• [The task] Line by line, repeat all the material exactly as it appears.

[Exercise data Boundary: Start]

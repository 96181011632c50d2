use crate::model::FipsCode;

#[derive(Debug, thiserror::Error)]
pub enum Error {
    #[error(transparent)]
    Topology(#[from] terrapin::Error),
    #[error(transparent)]
    Json(#[from] serde_json::Error),
    #[error("no education record for county fips {fips}")]
    MissingRecord { fips: FipsCode },
    #[error("county feature without a numeric id")]
    MissingId,
    #[error("education dataset is empty")]
    EmptyDataset,
    #[error("invalid color literal: {value}")]
    Color { value: String },
}

pub type Result<T> = std::result::Result<T, Error>;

[Exercise data Boundary: End]

• [Your solution]
repository 96181011632c50d2
use crate::model::FipsCode;

#[derive(Debug, thiserror::Error)]
pub enum Error {
    #[error(transparent)]
    Topology(#[from] terrapin::Error),
    #[error(transparent)]
    Json(#[from] serde_json::Error),
    #[error("no education record for county fips {fips}")]
    MissingRecord { fips: FipsCode },
    #[error("county feature without a numeric id")]
    MissingId,
    #[error("education dataset is empty")]
    EmptyDataset,
    #[error("invalid color literal: {value}")]
    Color { value: String },
}

pub type Result<T> = std::result::Result<T, Error>;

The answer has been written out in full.